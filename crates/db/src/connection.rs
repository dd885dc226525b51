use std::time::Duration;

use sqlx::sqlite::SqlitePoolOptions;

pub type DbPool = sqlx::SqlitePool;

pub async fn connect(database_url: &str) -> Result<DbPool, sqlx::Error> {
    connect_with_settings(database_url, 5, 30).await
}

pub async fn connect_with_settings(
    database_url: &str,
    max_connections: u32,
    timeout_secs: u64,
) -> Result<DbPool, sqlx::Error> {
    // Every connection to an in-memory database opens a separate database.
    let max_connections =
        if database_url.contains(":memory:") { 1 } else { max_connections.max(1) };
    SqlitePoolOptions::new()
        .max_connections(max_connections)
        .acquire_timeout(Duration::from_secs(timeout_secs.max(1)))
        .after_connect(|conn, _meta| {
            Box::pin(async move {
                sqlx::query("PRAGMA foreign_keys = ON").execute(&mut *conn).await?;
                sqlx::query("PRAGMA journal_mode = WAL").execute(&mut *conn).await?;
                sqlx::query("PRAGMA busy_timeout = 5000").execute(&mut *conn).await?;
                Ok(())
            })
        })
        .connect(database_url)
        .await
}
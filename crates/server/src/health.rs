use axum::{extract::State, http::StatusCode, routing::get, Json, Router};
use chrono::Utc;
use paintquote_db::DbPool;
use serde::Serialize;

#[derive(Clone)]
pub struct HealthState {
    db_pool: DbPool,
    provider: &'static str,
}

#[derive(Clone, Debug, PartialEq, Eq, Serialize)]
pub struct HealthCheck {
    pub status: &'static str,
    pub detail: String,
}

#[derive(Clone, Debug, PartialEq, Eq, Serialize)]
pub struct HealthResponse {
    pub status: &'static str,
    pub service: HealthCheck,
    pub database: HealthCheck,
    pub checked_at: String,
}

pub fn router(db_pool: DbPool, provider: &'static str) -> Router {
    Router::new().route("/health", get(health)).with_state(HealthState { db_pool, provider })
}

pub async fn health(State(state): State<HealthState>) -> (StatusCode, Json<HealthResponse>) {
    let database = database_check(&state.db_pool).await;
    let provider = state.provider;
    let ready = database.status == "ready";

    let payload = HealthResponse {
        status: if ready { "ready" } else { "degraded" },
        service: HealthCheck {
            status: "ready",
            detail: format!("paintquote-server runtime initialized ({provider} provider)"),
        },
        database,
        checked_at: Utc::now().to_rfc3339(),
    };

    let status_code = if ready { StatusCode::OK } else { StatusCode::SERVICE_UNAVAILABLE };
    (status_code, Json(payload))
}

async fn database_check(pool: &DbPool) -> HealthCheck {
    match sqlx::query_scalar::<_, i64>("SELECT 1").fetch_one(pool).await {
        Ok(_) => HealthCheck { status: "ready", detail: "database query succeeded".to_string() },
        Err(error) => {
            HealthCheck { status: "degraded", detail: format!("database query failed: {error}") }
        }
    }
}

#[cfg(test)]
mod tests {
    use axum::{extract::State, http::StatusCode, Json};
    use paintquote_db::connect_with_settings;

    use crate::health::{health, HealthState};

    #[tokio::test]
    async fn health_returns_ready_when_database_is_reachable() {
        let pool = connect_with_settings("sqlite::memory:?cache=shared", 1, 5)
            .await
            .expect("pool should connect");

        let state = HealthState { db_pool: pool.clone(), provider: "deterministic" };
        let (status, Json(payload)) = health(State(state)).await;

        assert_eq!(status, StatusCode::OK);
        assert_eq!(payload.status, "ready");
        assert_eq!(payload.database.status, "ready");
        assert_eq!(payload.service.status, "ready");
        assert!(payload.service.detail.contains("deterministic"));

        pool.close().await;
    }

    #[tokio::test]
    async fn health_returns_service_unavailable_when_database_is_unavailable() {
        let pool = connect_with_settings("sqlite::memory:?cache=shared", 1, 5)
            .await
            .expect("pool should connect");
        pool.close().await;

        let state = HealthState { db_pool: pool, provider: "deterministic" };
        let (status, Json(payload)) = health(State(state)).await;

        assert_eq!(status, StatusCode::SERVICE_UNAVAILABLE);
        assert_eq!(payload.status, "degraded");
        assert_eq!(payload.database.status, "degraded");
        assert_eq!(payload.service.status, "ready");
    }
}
+ + +
Aim of the task:
All of the data shown above should be printed exactly as given.

Written response:
filename crates/db/src/connection.rs
repository dd885dc226525b51
use std::time::Duration;

use sqlx::sqlite::SqlitePoolOptions;

pub type DbPool = sqlx::SqlitePool;

pub async fn connect(database_url: &str) -> Result<DbPool, sqlx::Error> {
    connect_with_settings(database_url, 5, 30).await
}

pub async fn connect_with_settings(
    database_url: &str,
    max_connections: u32,
    timeout_secs: u64,
) -> Result<DbPool, sqlx::Error> {
    // Every connection to an in-memory database opens a separate database.
    let max_connections =
        if database_url.contains(":memory:") { 1 } else { max_connections.max(1) };
    SqlitePoolOptions::new()
        .max_connections(max_connections)
        .acquire_timeout(Duration::from_secs(timeout_secs.max(1)))
        .after_connect(|conn, _meta| {
            Box::pin(async move {
                sqlx::query("PRAGMA foreign_keys = ON").execute(&mut *conn).await?;
                sqlx::query("PRAGMA journal_mode = WAL").execute(&mut *conn).await?;
                sqlx::query("PRAGMA busy_timeout = 5000").execute(&mut *conn).await?;
                Ok(())
            })
        })
        .connect(database_url)
        .await
}
filename crates/server/src/health.rs
use axum::{extract::State, http::StatusCode, routing::get, Json, Router};
use chrono::Utc;
use paintquote_db::DbPool;
use serde::Serialize;

#[derive(Clone)]
pub struct HealthState {
    db_pool: DbPool,
    provider: &'static str,
}

#[derive(Clone, Debug, PartialEq, Eq, Serialize)]
pub struct HealthCheck {
    pub status: &'static str,
    pub detail: String,
}

#[derive(Clone, Debug, PartialEq, Eq, Serialize)]
pub struct HealthResponse {
    pub status: &'static str,
    pub service: HealthCheck,
    pub database: HealthCheck,
    pub checked_at: String,
}

pub fn router(db_pool: DbPool, provider: &'static str) -> Router {
    Router::new().route("/health", get(health)).with_state(HealthState { db_pool, provider })
}

pub async fn health(State(state): State<HealthState>) -> (StatusCode, Json<HealthResponse>) {
    let database = database_check(&state.db_pool).await;
    let provider = state.provider;
    let ready = database.status == "ready";

    let payload = HealthResponse {
        status: if ready { "ready" } else { "degraded" },
        service: HealthCheck {
            status: "ready",
            detail: format!("paintquote-server runtime initialized ({provider} provider)"),
        },
        database,
        checked_at: Utc::now().to_rfc3339(),
    };

    let status_code = if ready { StatusCode::OK } else { StatusCode::SERVICE_UNAVAILABLE };
    (status_code, Json(payload))
}

async fn database_check(pool: &DbPool) -> HealthCheck {
    match sqlx::query_scalar::<_, i64>("SELECT 1").fetch_one(pool).await {
        Ok(_) => HealthCheck { status: "ready", detail: "database query succeeded".to_string() },
        Err(error) => {
            HealthCheck { status: "degraded", detail: format!("database query failed: {error}") }
        }
    }
}

#[cfg(test)]
mod tests {
    use axum::{extract::State, http::StatusCode, Json};
    use paintquote_db::connect_with_settings;

    use crate::health::{health, HealthState};

    #[tokio::test]
    async fn health_returns_ready_when_database_is_reachable() {
        let pool = connect_with_settings("sqlite::memory:?cache=shared", 1, 5)
            .await
            .expect("pool should connect");

        let state = HealthState { db_pool: pool.clone(), provider: "deterministic" };
        let (status, Json(payload)) = health(State(state)).await;

        assert_eq!(status, StatusCode::OK);
        assert_eq!(payload.status, "ready");
        assert_eq!(payload.database.status, "ready");
        assert_eq!(payload.service.status, "ready");
        assert!(payload.service.detail.contains("deterministic"));

        pool.close().await;
    }

    #[tokio::test]
    async fn health_returns_service_unavailable_when_database_is_unavailable() {
        let pool = connect_with_settings("sqlite::memory:?cache=shared", 1, 5)
            .await
            .expect("pool should connect");
        pool.close().await;

        let state = HealthState { db_pool: pool, provider: "deterministic" };
        let (status, Json(payload)) = health(State(state)).await;

        assert_eq!(status, StatusCode::SERVICE_UNAVAILABLE);
        assert_eq!(payload.status, "degraded");
        assert_eq!(payload.database.status, "degraded");
        assert_eq!(payload.service.status, "ready");
    }
}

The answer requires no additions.